BLAH BLAH BLAH FOR ALL YOU LOSERS ( AND WINS )

A prediction for 2018 I came across probably true for every year..................................

I predict that this current crop of doomers will get even poorer in the comming year, as their negative attitude translates into self destructive behaviour. Eventually watching others get ahead will cause them to descend into silent despondency, only to be replaced by a new crop of doomers, hoping for a crash or some other calamity, so they can justify their own inaction and mockery of those who actually take risks and get ahead.
In other words, nothing will change !

HAPPY NEW YEAR !!!!

Dr Jane Goodall makes some very interesting reports in this discussion which you Shoreman probably will not bother to listen to. However, it shows why those that think like you are so very very bad for the future of the entire human race and especially its home planet. https://www.youtube.com/watch?v=g5WUIDzxUeo&t=2870s

If you have purchased something with an interest only loan, then you should be subjected to income tax on the profits, as clearly you have purchased with an intention to resell. How else do you pay the bank back?

I have interest only loans and I repay the bank at times and amounts that suit ME, that's how I pay the bank back

Just reckon the Govt/Rb should put a line through Interest only only and bring in a DTI ratio as well. Put investing back on a even playing field to every other borrower. Only big winner is the banks. Yes this would trigger a bit of a reset, but probably needs to happen at some stage so why not now, as all the heavily committed PIs seam to have the ability to drop a few properties...?

"EQUALITY" is mentioned a lot in the above comments. I do think equality is a bit idealistic and unrealistic.
- we are not born equal, we are so much better off in NZ than being born in a war torn country.
- what kind of equality are we talking about ? Possessions? Opportunities? Health? Lifestyle? Happiness?
- I certainly think there is no equality in the work provided from various people. If Joe stays home all day and plays video games, should he get the same as Bill who braves the traffic and works all day for the sake of equality?

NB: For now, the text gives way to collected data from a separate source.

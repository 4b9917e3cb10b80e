//! aerosonic: host stand-in for the flight soundscape
//!
//! Replays recorded flight telemetry through the soundscape controller and
//! renders what the vehicle would sound like.

mod config;
mod error;
mod replay;
mod trace;

use std::path::PathBuf;

use aerosonic_core::{
    AeroFxSettings, Classification, FrameTelemetry, PhysicalState, SoundscapeClassifier, ViewMode,
};
use anyhow::{Context, Result};
use clap::{Parser, Subcommand};
use serde::Serialize;
use tracing_subscriber::{layer::SubscriberExt, util::SubscriberInitExt};

use replay::ReplaySettings;
use trace::FlightTrace;

#[derive(Parser)]
#[command(name = "aerosonic")]
#[command(about = "Flight soundscape simulator")]
#[command(version)]
struct Cli {
    #[command(subcommand)]
    command: Commands,
}

#[derive(Subcommand)]
enum Commands {
    /// Replay a JSON flight trace
    Run {
        /// Flight trace file
        #[arg(short, long)]
        trace: PathBuf,

        /// Settings file (defaults to the platform config directory)
        #[arg(short, long)]
        config: Option<PathBuf>,

        /// Write the rendered mix to this WAV file
        #[arg(short, long)]
        wav: Option<PathBuf>,

        /// Sample rate in Hz
        #[arg(short, long, default_value = "44100", value_parser = clap::value_parser!(u32).range(8_000..=192_000))]
        sample_rate: u32,

        /// Trace frames per second
        #[arg(short, long, default_value = "50", value_parser = clap::value_parser!(u32).range(1..))]
        fps: u32,
    },

    /// Classify a single flight state and print the result as JSON
    Classify {
        /// Atmospheric density in kg/m^3
        #[arg(short, long)]
        density: f32,

        #[arg(short, long)]
        mach: f32,

        /// Camera angle to the velocity vector in degrees
        #[arg(short, long)]
        angle: f32,

        /// Surface speed in m/s
        #[arg(short, long, default_value = "0")]
        speed: f32,

        /// Camera view (internal, iva, map, external, flight)
        #[arg(short, long, default_value = "external", value_parser = parse_view)]
        view: ViewMode,

        #[arg(short, long)]
        config: Option<PathBuf>,
    },

    /// Show or create the settings file
    Config {
        /// Write the default settings if no file exists yet
        #[arg(long)]
        init: bool,

        /// Print the effective settings
        #[arg(long)]
        show: bool,

        #[arg(short, long)]
        path: Option<PathBuf>,
    },
}

fn parse_view(s: &str) -> std::result::Result<ViewMode, String> {
    match s.to_ascii_lowercase().as_str() {
        "internal" => Ok(ViewMode::Internal),
        "iva" => Ok(ViewMode::Iva),
        "map" => Ok(ViewMode::Map),
        "external" => Ok(ViewMode::External),
        "flight" => Ok(ViewMode::Flight),
        other => Err(format!("unknown view mode: {other}")),
    }
}

#[derive(Serialize)]
struct ClassifyOutput {
    classification: Classification,
    aero_fx: AeroFxSettings,
}

fn main() -> Result<()> {
    tracing_subscriber::registry()
        .with(tracing_subscriber::fmt::layer().with_writer(std::io::stderr))
        .with(tracing_subscriber::EnvFilter::from_default_env()
            .add_directive("aerosonic=info".parse()?))
        .init();

    let cli = Cli::parse();

    match cli.command {
        Commands::Run { trace, config, wav, sample_rate, fps } => {
            let config = config::load_config(&config.unwrap_or_else(config::config_path));
            let flight = FlightTrace::load(&trace)
                .with_context(|| format!("Failed to load flight trace {}", trace.display()))?;
            let settings = ReplaySettings { sample_rate, fps };

            let summary = replay::replay(&flight, config, settings);
            for transition in &summary.transitions {
                println!("{} -> {}", transition.from, transition.to);
            }
            println!("{} frames, final regime: {}", summary.frames, summary.final_regime);

            if let Some(path) = wav {
                replay::write_wav(&path, &summary.samples, sample_rate)
                    .with_context(|| format!("Failed to write {}", path.display()))?;
            }
        }

        Commands::Classify { density, mach, angle, speed, view, config } => {
            let config = config::load_config(&config.unwrap_or_else(config::config_path));
            let frame = FrameTelemetry::new(view, PhysicalState::new(density, mach, angle, speed));
            let classifier = SoundscapeClassifier::new(config);
            let output = ClassifyOutput {
                classification: classifier.classify(&frame),
                aero_fx: AeroFxSettings::evaluate(frame.state.mach_number, frame.state.surface_speed, classifier.config()),
            };
            println!("{}", serde_json::to_string_pretty(&output)?);
        }

        Commands::Config { init, show, path } => {
            let path = path.unwrap_or_else(config::config_path);
            if init && !path.exists() {
                config::save_config(&path, &Default::default())
                    .with_context(|| format!("Failed to write {}", path.display()))?;
                println!("Created {}", path.display());
            }
            if show || !init {
                println!("# {}", path.display());
                for (key, value) in config::load_config(&path).settings() {
                    println!("{key} = {value}");
                }
            }
        }
    }

    Ok(())
}
//! Effect mixer: writes the frame's knob values to every channel

use std::fmt;

use aerosonic_core::{EffectKnobSet, KnobUpdate, Regime, RegimeTransition};
use crossbeam_channel::Sender;
use tracing::info;

use crate::registry::ChannelRegistry;

type Observer = Box<dyn FnMut(RegimeTransition)>;

/// Applies knob sets to the registry and announces regime changes.
///
/// Knobs are written on every frame, changed or not, so a filter toggled by
/// someone else is put back on the next frame. Announcements happen once per
/// change of regime.
#[derive(Default)]
pub struct EffectMixer {
    observers: Vec<Observer>,
    transitions: u64,
}

impl fmt::Debug for EffectMixer {
    fn fmt(&self, f: &mut fmt::Formatter<'_>) -> fmt::Result {
        f.debug_struct("EffectMixer")
            .field("observers", &self.observers.len())
            .field("transitions", &self.transitions)
            .finish()
    }
}

impl EffectMixer {
    pub fn new() -> Self {
        Self::default()
    }

    /// Call `callback` on every regime change
    pub fn on_regime_changed(&mut self, callback: impl FnMut(RegimeTransition) + 'static) {
        self.observers.push(Box::new(callback));
    }

    /// Send every regime change down a channel. A disconnected receiver is ignored.
    pub fn forward_to(&mut self, sender: Sender<RegimeTransition>) {
        self.on_regime_changed(move |transition| {
            let _ = sender.send(transition);
        });
    }

    /// Number of regime changes announced so far
    pub fn transitions(&self) -> u64 {
        self.transitions
    }

    /// Apply `knobs` to every live channel. Returns the transition if `current` differs from `last`.
    pub fn apply(
        &mut self,
        last: Regime,
        current: Regime,
        knobs: &EffectKnobSet,
        registry: &mut ChannelRegistry,
    ) -> Option<RegimeTransition> {
        let transition = RegimeTransition::between(last, current);
        if let Some(transition) = transition {
            self.announce(transition);
        }

        let update = KnobUpdate::from(*knobs);
        for strip in registry.strips_mut() {
            // Dead channels are left for the registry to prune
            if !strip.is_alive() {
                continue;
            }
            strip.apply(&update);
        }
        transition
    }

    fn announce(&mut self, transition: RegimeTransition) {
        self.transitions += 1;
        info!("Switching to {} (from {})", transition.to, transition.from);
        for observer in &mut self.observers {
            observer(transition);
        }
    }
}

It is my personal opinion, that if we have been born in a country at peace, with free schooling and we have enough food, come adulthood, we are responsible for our own life (and our family's).

It's our own choice how we:
- deal with our finances
- interact with our family
- treat our friends
- look after our own body (drinking, smoking, exercising...)
And we should accept the consequences of our choices without complaints

I am not discussing a nebulous unspecific notion of equality. I am specifically discussing equality of opportunity and the dangers of rising wealth inequality.

Of course every body is different, some work harder than others, some have more luck etc etc. You can't necessarily legislate for that. What you can legislate for is equality of opportunity, and make sure that the wealthy don't use their existing wealth, to perpetually hoard more wealth until we live in a feudal society in acknowledgement of the fact that this is actually part of human nature that will never change. Human beings just have that weakness, short sighted, self interested weakness. You can legislate so that taxes are even and fair and serve wider society most fairly and helpfully. That doesn't mean punishing the rich, but is doesn't mean favouring them either.

Too many long words. Does my head in. Got a simplified version?

Tax the Rich.

Ex Expat, that is a fundamental misrepresentation of what I have said. It says a lot about your own thoughts and beliefs that this is your interpretation.